My mind is kind of blank when I read the title Grip on Gratitude. My first though is that Grip and Gratitude seem like complete opposites. So I have to ask, what does that mean? It can’t mean to hold on tightly, that would destroy it. I think there must be a balance. The grip must be gentle but yet firm enough to keep it in your heart.

When I look at the painting, included in today’s Go Gratitude email, I just love it. Not only is it beautiful, it’s calming and instills a visual feeling of gratitude. I could spend hours just gazing into it. Many of his paintings have the swirling pattern that so resembles the Go Gratitude symbol. He has a wonderful online gallery where I could so easily lose track of time.

Which brings me to how great’full I am for my relationships both good and bad. I have learned many lessons along the way. I so wanted to be included in my children’s lives as they got older and began families of their own. I had to learn the hard way that I had to let go. It’s been a difficult and painful path to tread.

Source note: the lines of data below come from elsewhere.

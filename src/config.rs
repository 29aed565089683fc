use anyhow::{Context, Result};
use figment::{
    providers::{Env, Format, Serialized, Toml},
    Figment,
};
use serde::{Deserialize, Serialize};
use std::path::Path;

use crate::events::OrientationType;

#[derive(Debug, Clone, Deserialize, Serialize)]
pub struct Config {
    pub logging: LoggingConfig,
    pub host: HostConfig,
    pub watch: WatchConfig,
}

#[derive(Debug, Clone, Deserialize, Serialize)]
pub struct LoggingConfig {
    pub level: String,
    pub format: String,
}

/// Сценарий эмулируемого хоста: какие поверхности и слоты он объявляет
#[derive(Debug, Clone, Deserialize, Serialize)]
pub struct HostConfig {
    /// Объявленные on<event>-слоты на screen (в терминах вендорных имён)
    pub screen_events: Vec<String>,
    /// Вендорная строка ориентации (ms/moz)
    pub vendor_orientation: Option<OrientationType>,
    /// Легаси числовой window.orientation
    pub legacy_angle: Option<i32>,
    /// Объявлен ли слот window.onorientationchange
    pub window_slot: bool,
    /// Поддерживает ли хост matchMedia
    pub media_query: bool,
    /// Стартовое значение (orientation: landscape)
    pub landscape: bool,
    /// Вендорный примитив блокировки: отсутствует (None) или его исход
    pub lock_result: Option<bool>,
    /// Умеет ли хост конструировать события
    pub event_factory: bool,
}

#[derive(Debug, Clone, Deserialize, Serialize)]
pub struct WatchConfig {
    pub interval_ms: u64,
}

impl Default for Config {
    fn default() -> Self {
        Self {
            logging: LoggingConfig {
                level: "info".to_string(),
                format: "pretty".to_string(),
            },
            host: HostConfig {
                screen_events: Vec::new(),
                vendor_orientation: None,
                legacy_angle: Some(0),
                window_slot: true,
                media_query: true,
                landscape: false,
                lock_result: None,
                event_factory: true,
            },
            watch: WatchConfig { interval_ms: 2000 },
        }
    }
}

impl Config {
    pub fn load<P: AsRef<Path>>(config_path: P) -> Result<Self> {
        let config_path = config_path.as_ref();

        let figment = Figment::from(Serialized::defaults(Config::default()))
            .merge(Toml::file(config_path))
            .merge(Env::prefixed("ORIENT_"));

        let config: Config = figment
            .extract()
            .with_context(|| format!("Не удалось загрузить конфигурацию из {:?}", config_path))?;

        config.validate()?;

        Ok(config)
    }

    pub fn validate(&self) -> Result<()> {
        match self.logging.level.as_str() {
            "trace" | "debug" | "info" | "warn" | "error" => {}
            _ => anyhow::bail!("Неверный уровень логирования: {}", self.logging.level),
        }

        match self.logging.format.as_str() {
            "pretty" | "json" => {}
            _ => anyhow::bail!("Неверный формат логирования: {}", self.logging.format),
        }

        if self.watch.interval_ms == 0 {
            anyhow::bail!("watch.interval_ms должен быть больше нуля");
        }

        if let Some(angle) = self.host.legacy_angle {
            if OrientationType::from_angle(angle).is_none() {
                anyhow::bail!("Неизвестный легаси-угол: {}", angle);
            }
        }

        Ok(())
    }
}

Relationship’s are like gratitude, you cannot grip too tightly, or too loosely, there must also be a balance between giving and receiving, and not so much taking. Believe me when I say, I have lived and learned my lessons well.

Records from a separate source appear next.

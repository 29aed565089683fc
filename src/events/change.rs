use std::fmt;
use std::sync::atomic::{AtomicUsize, Ordering};
use std::sync::Arc;
use std::time::Instant;

/// Каноническое имя события, которое видит вызывающий код
pub const CHANGE_EVENT: &str = "change";

/// Идентификатор цели события (фасад или нативный объект).
/// Сравнение по значению заменяет сравнение ссылок `target === orientation`.
#[derive(Debug, Clone, Copy, PartialEq, Eq, Hash)]
pub struct TargetId(usize);

impl TargetId {
    pub fn next() -> Self {
        static COUNTER: AtomicUsize = AtomicUsize::new(1);
        Self(COUNTER.fetch_add(1, Ordering::Relaxed))
    }
}

impl fmt::Display for TargetId {
    fn fmt(&self, f: &mut fmt::Formatter<'_>) -> fmt::Result {
        write!(f, "target-{}", self.0)
    }
}

/// Сырое событие со стороны делегата (вендорное имя, без цели)
#[derive(Debug, Clone)]
pub struct RawEvent {
    pub kind: String,
    pub timestamp: Instant,
}

impl RawEvent {
    pub fn new(kind: impl Into<String>) -> Self {
        Self {
            kind: kind.into(),
            timestamp: Instant::now(),
        }
    }

    /// Минимальная замена, когда фабрика событий хоста недоступна
    pub fn minimal(kind: &str) -> Self {
        Self::new(kind)
    }
}

/// Аргумент dispatchEvent: объект события либо голое имя события
#[derive(Debug, Clone)]
pub enum RawSignal {
    Event(RawEvent),
    Name(String),
}

impl RawSignal {
    /// Фактическое имя события, независимо от формы аргумента
    pub fn kind(&self) -> &str {
        match self {
            RawSignal::Event(event) => &event.kind,
            RawSignal::Name(name) => name,
        }
    }

    pub fn change() -> Self {
        RawSignal::Event(RawEvent::new(CHANGE_EVENT))
    }
}

/// Нормализованное событие: тип всегда "change", цель всегда фасад
#[derive(Debug, Clone)]
pub struct OrientationEvent {
    pub kind: String,
    pub target: TargetId,
    pub current_target: TargetId,
    pub timestamp: Instant,
}

impl OrientationEvent {
    /// Перешивает сырое событие под контракт вызывающего кода,
    /// какую бы форму ни доставил нижележащий источник
    pub fn normalized(raw: &RawEvent, target: TargetId) -> Self {
        Self {
            kind: CHANGE_EVENT.to_string(),
            target,
            current_target: target,
            timestamp: raw.timestamp,
        }
    }
}

impl fmt::Display for OrientationEvent {
    fn fmt(&self, f: &mut fmt::Formatter<'_>) -> fmt::Result {
        write!(
            f,
            "{} @ {} ({}ms ago)",
            self.kind,
            self.target,
            self.timestamp.elapsed().as_millis()
        )
    }
}

/// Колбэк, который получает делегат (сырое событие)
pub type RawCallback = Arc<dyn Fn(&RawEvent) + Send + Sync>;

/// Колбэк вызывающего кода (нормализованное событие)
pub type ChangeCallback = Arc<dyn Fn(&OrientationEvent) + Send + Sync>;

My parents argued constantly, I thought that’s the way it’s supposed to be. As I have gotten older, I have come to forgive my mother for all the pain she caused me over the years. Perhaps she was the mother I needed, but certainly not the one I wanted!

It’s so true that children learn what they live, and it continues into parenthood by living what they learned. I am afraid the bad parenting skills I learned as a child reared their ugly head in my own parenting style. I can only hope to be forgiven for my limitations, failings and inadequacies. I can say I am only human; but I believe we are all so much more…it just takes time to remember. Now that I’m 56, soon to be 57, I can only strive to be a better parent to my grown children. It’s too late for me go back and change anything…oh, so many mistakes a long the way.

I have always had difficulty controlling my emotions. With a Scorpio Moon conjunct my Scorpio Ascendant, I would describe myself as emotional, maybe even sometimes to the extreme. And I really hate it when I lose control and cry in front of someone. It just drains all of my energy and I am exhausted afterward. It’s taken years to gain some measure of control. If I can get into the Now, going beneath the dissonance to the stillness, I can usually prevent it, but not always. However, the first step to changing something is always to recognize it for what it is. 
To me a fist means discord, and uncontrollable anger. I never imagined finding Gratitude in a fisted hand, clasped inside of the other hand! Another ‘aha’ moment…transforming disharmony into gratitude…how amazing is that? I am so thankful for the connection I have to the One that we all are, as fingers on the hand; and to the past, to the future and to the NOW. Go Gratitude! And so my lessons continue as I walk my healing path of Gratitude….

I am One with Gratitude in this moment! I am Marsha!